King, who sold his insurance agency two years ago to focus fully on investing in real estate, plans sales this year of more of his remaining more than 100 single-family rental homes. He plans to invest proceeds into other local real estate projects.

Last fall, King bought 310 apartment units around Nashville plus another 168 units in Huntsville. Eight-Nine King Development, which his son Tyler King leads as president, plans next month to start construction on the 31-townhomes Sky at Fern project at the corner of Fern Avenue and Brick Church Pike in northeast Nashville.

In one transaction with Streetlane, King sold 14 single-family properties in Antioch, Madison and other parts of Nashville for $1.7 million. In a second deal, he sold another four homes in Murfreesboro and Spring Hill to that company for $669,483.

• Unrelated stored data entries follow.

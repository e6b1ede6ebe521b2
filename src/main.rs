use clap::Parser;
use env_logger::{Builder, Env};
use log::LevelFilter;

use lsb_veil::{
    cli::{Cli, Commands},
    handler::{handle_hide, handle_inspect, handle_recover},
};

/// 初始化日志系统。
///
/// 默认只输出警告，`-v` 逐级提高；设置了 `RUST_LOG` 时以环境变量为准。
fn init_logger(verbose: u8) {
    let level = match verbose {
        0 => LevelFilter::Warn,
        1 => LevelFilter::Info,
        2 => LevelFilter::Debug,
        _ => LevelFilter::Trace,
    };

    let mut builder = Builder::new();
    builder.filter_level(level);
    builder.parse_env(Env::default());
    builder.format_timestamp(None).init();
}

/// 程序的主入口点
///
/// 负责解析命令行参数，并根据指定的子命令
/// 将执行分派到相应的处理函数
fn main() -> anyhow::Result<()> {
    // 解析命令行参数
    let cli = Cli::parse();
    init_logger(cli.verbose);

    // 根据子命令调用相应的处理函数
    match cli.command {
        Commands::Hide(args) => handle_hide(args),
        Commands::Recover(args) => handle_recover(args),
        Commands::Inspect(args) => handle_inspect(args),
    }
}
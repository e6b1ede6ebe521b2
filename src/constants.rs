/// 每个像素占用的字节数 (R, G, B, A)。
pub const CHANNELS_PER_PIXEL: usize = 4;

/// 承载隐写位的通道索引。
/// 只有每个像素的第 0 个字节 (红色通道) 会被读写。
pub const CARRIER_CHANNEL: usize = 0;

/// 长度头部占用的位数。
/// 头部是一个大端序 `u32`，记录负载的位数 (不是字节数)，每个像素存储 1 bit，
/// 因此前 32 个像素用于隐藏长度。
pub const HEADER_BITS: usize = 32;

/// 每个字节展开后的位数。
pub const BITS_PER_BYTE: usize = 8;

/// 受密码保护的负载的起始标记。
pub const PROTECTED_MARKER: &[u8] = b"[PROTECTED]";

/// 密码与正文之间的分隔符。
pub const DATA_SEPARATOR: &[u8] = b"[DATA]";

/// 未指定输出路径时，隐写结果图像的文件名前缀。
pub const HIDDEN_IMAGE_PREFIX: &str = "doctored_";

/// 未指定输出路径时，恢复文本的文件名前缀。
pub const RECOVERED_TEXT_PREFIX: &str = "recovered_";
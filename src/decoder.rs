//! # 解码器
//!
//! 读取长度头部，校验其范围，取回负载并在需要时验证密码。
//!
//! 状态流转：读取头部 → 校验头部 → 读取负载 → 识别保护标记 → 直接返回 / 校验密码后返回。
//! 任何一步失败都会终止本次调用。

use crate::bitstream::{bits_to_bytes, bits_to_uint};
use crate::constants::{BITS_PER_BYTE, HEADER_BITS};
use crate::error::StegoError;
use crate::payload::Payload;
use crate::pixels::PixelBuffer;
use crate::steganography::extract_bits;
use log::debug;

/// 不需要密码即可获得的帧信息。
#[derive(Debug, Clone, Copy, PartialEq, Eq)]
pub struct FrameInfo {
    /// 头部记录的负载位数。
    pub payload_bits: usize,
    /// 负载是否带有密码标记。
    pub protected: bool,
    /// 图像的总容量 (位)。
    pub capacity: usize,
}

fn read_header(pixels: &PixelBuffer) -> Result<usize, StegoError> {
    let capacity = pixels.capacity();
    let header = extract_bits(pixels.as_bytes(), 0, HEADER_BITS)?;
    let length = bits_to_uint(&header)?;

    debug!("header declares {length} payload bits, capacity is {capacity} bits");

    let end = (length as usize).checked_add(HEADER_BITS);
    if length == 0 || end.is_none_or(|end| end > capacity) {
        return Err(StegoError::InvalidHeader {
            length: length.into(),
            capacity,
        });
    }
    Ok(length as usize)
}

fn read_payload(pixels: &PixelBuffer) -> Result<Payload, StegoError> {
    let length = read_header(pixels)?;
    let bits = extract_bits(pixels.as_bytes(), HEADER_BITS, length)?;
    Payload::parse(bits_to_bytes(&bits)?)
}

/// 从像素缓冲区中恢复原始字节形式的消息。
///
/// # Errors
///
/// * 头部为零或超出容量，或负载格式无效时返回格式类错误。
/// * 受保护的消息缺少密码或密码不匹配时返回 `StegoError::PasswordRequired` / `StegoError::IncorrectPassword`。
pub fn decode_bytes(pixels: &PixelBuffer, password: Option<&[u8]>) -> Result<Vec<u8>, StegoError> {
    read_payload(pixels)?.unlock(password)
}

/// 从像素缓冲区中恢复文本消息。
///
/// # Errors
///
/// 除 `decode_bytes` 的错误外，恢复的字节不是合法 UTF-8 时返回 `StegoError::InvalidText`。
pub fn decode(pixels: &PixelBuffer, password: Option<&str>) -> Result<String, StegoError> {
    let bytes = decode_bytes(pixels, password.map(str::as_bytes))?;
    String::from_utf8(bytes).map_err(|_| StegoError::InvalidText)
}

/// 在不提供密码的情况下检查图像中是否存在消息，以及该消息是否受保护。
pub fn inspect(pixels: &PixelBuffer) -> Result<FrameInfo, StegoError> {
    let payload = read_payload(pixels)?;
    Ok(FrameInfo {
        payload_bits: payload.len() * BITS_PER_BYTE,
        protected: payload.is_protected(),
        capacity: pixels.capacity(),
    })
}
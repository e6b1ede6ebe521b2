//! # lsb_veil 库
//!
//! 本库包含 LSB 隐写工具的核心逻辑：位流转换、负载封装、编码与解码。
//! 编解码核心只处理内存中的 RGBA 像素缓冲区，图像文件的读写由 `handler` 负责。

// 声明库包含的所有模块。

pub mod bitstream;
pub mod cli;
pub mod constants;
pub mod decoder;
pub mod encoder;
pub mod error;
pub mod handler;
pub mod payload;
pub mod pixels;
pub mod steganography;

pub use decoder::{FrameInfo, decode, decode_bytes, inspect};
pub use encoder::{encode, encode_bytes};
pub use error::{ErrorKind, StegoError};
pub use pixels::PixelBuffer;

Last fall McNeilage sold 28 single-family homes in the Atlanta area to Streetlane a year and a half selling 42 Nashville area homes to American Homes 4 Rent. He’s invested some of those profits in developments such as the recently opened 121-unit Solo East condos in East Nashville and also bought more than 100 other single-family homes in Atlanta.

With roughly 4,000 homes in its portfolio, Streetlane ranks among the nation’s 10 largest single-family home owner/operators. “We’re actively negotiating several large portfolio acquisitions that could make us the largest privately held single-family home REIT by year’s end,” said Reed Rawlings, the company’s vice president of business development.

In addition to owning and operating single-family homes for its own fund, Streetlane helps other owners with managing their portfolios. The company has a Nashville office.

Millennials are a key target demographic for companies such as Streetlane. “Because of their high debt-to-income ratios including from student loans, they have trouble qualifying for mortgage loans,” said Richard Exton, an appraiser with Manier and Exton in Nashville.

Exton said Streetlane’s $150,000 to $250,000 targeted price range for home purchases makes sense.  “You can rent them for enough to justify the acquisition cost,” he said. “If you get into more higher priced homes, it makes it harder to make the numbers work.”